» TASK REQUIREMENTS:
For every line in the data below, check for the word "watched", then state how many lines have it. Answer with the number only.
-- Opening Marker --
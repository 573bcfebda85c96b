//! The change notification seam.
//!
//! The diff engine decides *that* a file changed and *what* the old and new
//! digests are; actual delivery (email, webhook, queue) is an external
//! collaborator implementing [`ChangeNotifier`]. The core never waits for
//! delivery confirmation and never retries on the notifier's behalf.

use camino::Utf8PathBuf;
use serde::{Deserialize, Serialize};

use crate::types::Digest;

/// A detected modification to one monitored file.
///
/// Carries everything a delivery collaborator needs: the path plus the
/// digest pair that proves the change.
///
/// # Examples
///
/// ```
/// use vigil_core::{Digest, FileChange};
/// use camino::Utf8PathBuf;
///
/// let change = FileChange {
///     path: Utf8PathBuf::from("/watched/a.txt"),
///     old_digest: Digest::from_bytes([1u8; 32]),
///     new_digest: Digest::from_bytes([2u8; 32]),
/// };
/// assert_ne!(change.old_digest, change.new_digest);
/// ```
#[derive(Debug, Clone, PartialEq, Eq, Serialize, Deserialize)]
pub struct FileChange {
    /// Path of the modified file.
    pub path: Utf8PathBuf,
    /// Digest stored before this scan cycle.
    pub old_digest: Digest,
    /// Digest computed by this scan cycle.
    pub new_digest: Digest,
}

/// Sink for change events, implemented by the delivery collaborator.
///
/// Called once per `Changed` classification, in detection order. The call
/// must not block the scan loop: implementations hand the event off (a
/// channel send, a task spawn) and return immediately. Delivery order,
/// retries, and backoff are the implementor's concern.
pub trait ChangeNotifier: Send + Sync {
    /// Accepts one detected change, fire-and-forget.
    fn file_changed(&self, change: FileChange);
}

/// A notifier that discards every change event.
///
/// Useful in tests and for runs where notification is disabled.
#[derive(Debug, Clone, Copy, Default)]
pub struct NullNotifier;

impl ChangeNotifier for NullNotifier {
    fn file_changed(&self, _change: FileChange) {}
}
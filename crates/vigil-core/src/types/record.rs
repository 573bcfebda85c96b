//! Persisted baseline records.
//!
//! This module provides [`FileRecord`], the last-observed state of one
//! monitored file as held by the state store.

use camino::Utf8PathBuf;
use serde::{Deserialize, Serialize};

use super::digest::Digest;

/// The last-observed state of one monitored file.
///
/// A record is created the first time a path is observed by a completed
/// scan and its digest is overwritten whenever a later scan computes a
/// different one. Records are never deleted when a file disappears from
/// disk; the path simply stops being re-observed and `last_seen_at` goes
/// stale.
///
/// # Examples
///
/// ```
/// use vigil_core::{Digest, FileRecord};
/// use camino::Utf8PathBuf;
///
/// let record = FileRecord::new(
///     Utf8PathBuf::from("/etc/passwd"),
///     Digest::from_bytes([0u8; 32]),
///     1_700_000_000,
/// );
/// assert_eq!(record.path, "/etc/passwd");
/// ```
#[derive(Debug, Clone, PartialEq, Eq, Serialize, Deserialize)]
pub struct FileRecord {
    /// Canonical path of the monitored file; unique key in the store.
    pub path: Utf8PathBuf,

    /// Content digest computed at the most recent scan observing this path.
    pub digest: Digest,

    /// Unix seconds of the last completed scan that touched this record.
    pub last_seen_at: i64,
}

impl FileRecord {
    /// Creates a new baseline record.
    #[inline]
    #[must_use]
    pub const fn new(path: Utf8PathBuf, digest: Digest, last_seen_at: i64) -> Self {
        Self {
            path,
            digest,
            last_seen_at,
        }
    }
}

#[cfg(test)]
mod tests {
    use super::*;

    #[test]
    fn test_record_serde_round_trip() {
        let record = FileRecord::new(
            Utf8PathBuf::from("/watched/a.txt"),
            Digest::from_bytes([3u8; 32]),
            1_700_000_000,
        );
        let json = serde_json::to_string(&record).unwrap();
        let parsed: FileRecord = serde_json::from_str(&json).unwrap();
        assert_eq!(parsed, record);
    }
}
//! Schema creation and connection pragmas.

use rusqlite::Connection;

/// Applies connection pragmas before any statement runs.
///
/// WAL keeps readers unblocked while a scan writes; NORMAL synchronous is
/// durable enough under WAL; the busy timeout covers contention from an
/// external reporting process opening the same file.
pub(crate) fn apply_pragmas(conn: &Connection) -> Result<(), rusqlite::Error> {
    conn.execute_batch(
        "PRAGMA journal_mode = WAL;
         PRAGMA synchronous = NORMAL;
         PRAGMA busy_timeout = 5000;",
    )
}

/// Creates the baseline table if it does not exist.
///
/// One row per monitored path. The digest column holds 64 hex characters,
/// matching the rendered form of a 256-bit content digest.
pub(crate) fn create_schema(conn: &Connection) -> Result<(), rusqlite::Error> {
    conn.execute_batch(
        "CREATE TABLE IF NOT EXISTS files (
             path         TEXT PRIMARY KEY NOT NULL,
             digest       TEXT NOT NULL,
             last_seen_at INTEGER NOT NULL
         );",
    )
}
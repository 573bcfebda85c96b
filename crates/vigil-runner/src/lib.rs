//! Scan scheduling and trigger arbitration for the vigil file integrity
//! monitor.
//!
//! This crate drives periodic scan cycles and arbitrates manual on-demand
//! triggers against them. A single gate guarantees at most one scan per
//! runner is in flight; overlapping triggers either coalesce onto the
//! in-flight cycle or are rejected, per configuration.
//!
//! # Architecture
//!
//! ```text
//! ┌────────────────────────────────────────────────────────────────┐
//! │                     Async Runtime (tokio)                      │
//! │  ┌────────────────┐   trigger()   ┌─────────────────────────┐  │
//! │  │ schedule loop  │ ─────────────▶│ scan gate               │  │
//! │  │ (interval tick)│               │ (leader or coalesce)    │  │
//! │  └────────────────┘               └───────────┬─────────────┘  │
//! │  ┌────────────────┐                           │ spawn_blocking │
//! │  │ manual callers │ ── trigger() ─────────────┤                │
//! │  └────────────────┘                           ▼                │
//! └───────────────────────────────────┌─────────────────────────┐──┘
//!                                     │ Scanner::scan           │
//!                                     │ (blocking thread,       │
//!                                     │  cancellable per file)  │
//!                                     └─────────────────────────┘
//! ```
//!
//! # Usage
//!
//! ```ignore
//! use vigil_runner::ScanRunner;
//!
//! let runner = ScanRunner::new(scanner, config.schedule);
//!
//! // External callers (an HTTP layer, a CLI) trigger on demand:
//! let report = runner.trigger().await?;
//! println!("{} changed", report.summary.changed);
//!
//! // Graceful drain: stops the schedule, waits for in-flight work.
//! runner.shutdown().await?;
//! ```

#![deny(clippy::all)]
#![warn(missing_docs)]

mod error;
mod runner;

pub use error::RunnerError;
pub use runner::{RunnerState, ScanRunner};
pub use error::ScanError;
pub use fingerprint::fingerprint;
pub use notify::ChannelNotifier;
pub use stats::ScanStats;
pub use walker::{FileWalker, Walked};

use std::sync::Arc;
use std::time::{SystemTime, UNIX_EPOCH};

use camino::Utf8PathBuf;
use tokio_util::sync::CancellationToken;
use tracing::{debug, info, warn};

use vigil_core::{ChangeNotifier, Classification, FileChange, ScanConfig, ScanSummary};
use vigil_store::StateStore;

/// Result of one scan cycle.
///
/// Contains the aggregated counts, the per-file findings worth surfacing
/// (everything that was not `Unchanged`), and any non-fatal errors.
#[derive(Debug)]
pub struct ScanReport {
    /// Aggregated counts for the cycle.
    pub summary: ScanSummary,
    /// Paths that were newly observed or changed, in detection order.
    pub findings: Vec<(Utf8PathBuf, Classification)>,
    /// Non-fatal errors encountered during the cycle.
    pub errors: Vec<ScanError>,
}

/// The diff engine: fingerprints a monitored tree and diffs it against the
/// persisted baseline.
///
/// # Cloning
///
/// `Scanner` is cheaply cloneable via internal `Arc` references. Clones
/// share the same store, statistics, and notifier, enabling use from a
/// background scheduler task while callers read statistics.
#[derive(Clone)]
pub struct Scanner {
    /// Scanner configuration.
    config: ScanConfig,
    /// Persisted baseline (shared, explicitly constructed at startup).
    store: Arc<StateStore>,
    /// Change event sink.
    notifier: Arc<dyn ChangeNotifier>,
    /// Statistics counters (shared via Arc for mid-scan reads).
    stats: Arc<ScanStats>,
}
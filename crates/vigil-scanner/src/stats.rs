//! Live scan statistics with atomic counters.
//!
//! This module provides [`ScanStats`], the counters a reporting
//! collaborator can read while a scan cycle is still in flight.
//!
//! # Thread Safety
//!
//! All counters use [`AtomicU64`] with relaxed ordering. Statistics are for
//! informational purposes and don't require strict ordering guarantees.
//!
//! # Examples
//!
//! ```
//! use vigil_scanner::ScanStats;
//! use vigil_core::Classification;
//!
//! let stats = ScanStats::new();
//! stats.record(Classification::New);
//! stats.record(Classification::Changed);
//!
//! let snapshot = stats.snapshot();
//! assert_eq!(snapshot.total, 2);
//! assert_eq!(snapshot.changed, 1);
//! ```

use std::sync::atomic::{AtomicU64, Ordering};

use vigil_core::{Classification, ScanSummary};

/// Atomic counters for the current scan cycle.
///
/// Shared via `Arc` between the diff engine (writer) and any reporting
/// reader. Reset at the start of each cycle; snapshot at any point for a
/// consistent-enough view of progress.
#[derive(Debug, Default)]
pub struct ScanStats {
    /// Total number of files processed so far.
    total: AtomicU64,
    /// Files observed for the first time.
    new: AtomicU64,
    /// Files whose digest differed from the baseline.
    changed: AtomicU64,
    /// Files matching the baseline.
    unchanged: AtomicU64,
    /// Files that failed to process.
    errors: AtomicU64,
}

impl ScanStats {
    /// Creates a new [`ScanStats`] with all counters at zero.
    #[inline]
    #[must_use]
    pub fn new() -> Self {
        Self::default()
    }

    /// Records one classified file.
    pub fn record(&self, classification: Classification) {
        self.total.fetch_add(1, Ordering::Relaxed);
        match classification {
            Classification::New => self.new.fetch_add(1, Ordering::Relaxed),
            Classification::Unchanged => self.unchanged.fetch_add(1, Ordering::Relaxed),
            Classification::Changed => self.changed.fetch_add(1, Ordering::Relaxed),
        };
    }

    /// Records one file that failed to process.
    pub fn record_error(&self) {
        self.total.fetch_add(1, Ordering::Relaxed);
        self.errors.fetch_add(1, Ordering::Relaxed);
    }

    /// Returns a point-in-time snapshot of the counters.
    ///
    /// The values are read at approximately the same time; due to relaxed
    /// ordering they may not reflect a perfectly consistent state mid-scan.
    #[must_use]
    pub fn snapshot(&self) -> ScanSummary {
        ScanSummary {
            total: self.total.load(Ordering::Relaxed),
            new: self.new.load(Ordering::Relaxed),
            changed: self.changed.load(Ordering::Relaxed),
            unchanged: self.unchanged.load(Ordering::Relaxed),
            errors: self.errors.load(Ordering::Relaxed),
        }
    }

    /// Resets all counters to zero for a fresh cycle.
    pub fn reset(&self) {
        self.total.store(0, Ordering::Relaxed);
        self.new.store(0, Ordering::Relaxed);
        self.changed.store(0, Ordering::Relaxed);
        self.unchanged.store(0, Ordering::Relaxed);
        self.errors.store(0, Ordering::Relaxed);
    }
}

#[cfg(test)]
mod tests {
    use super::*;

    #[test]
    fn test_record_and_snapshot() {
        let stats = ScanStats::new();
        stats.record(Classification::New);
        stats.record(Classification::Unchanged);
        stats.record(Classification::Changed);
        stats.record_error();

        let snap = stats.snapshot();
        assert_eq!(snap.total, 4);
        assert_eq!(snap.new, 1);
        assert_eq!(snap.unchanged, 1);
        assert_eq!(snap.changed, 1);
        assert_eq!(snap.errors, 1);
    }

    #[test]
    fn test_reset_zeroes_counters() {
        let stats = ScanStats::new();
        stats.record(Classification::New);
        stats.reset();
        assert_eq!(stats.snapshot(), ScanSummary::default());
    }
}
-- Closing Marker --
» COMPLETED EXERCISE:
2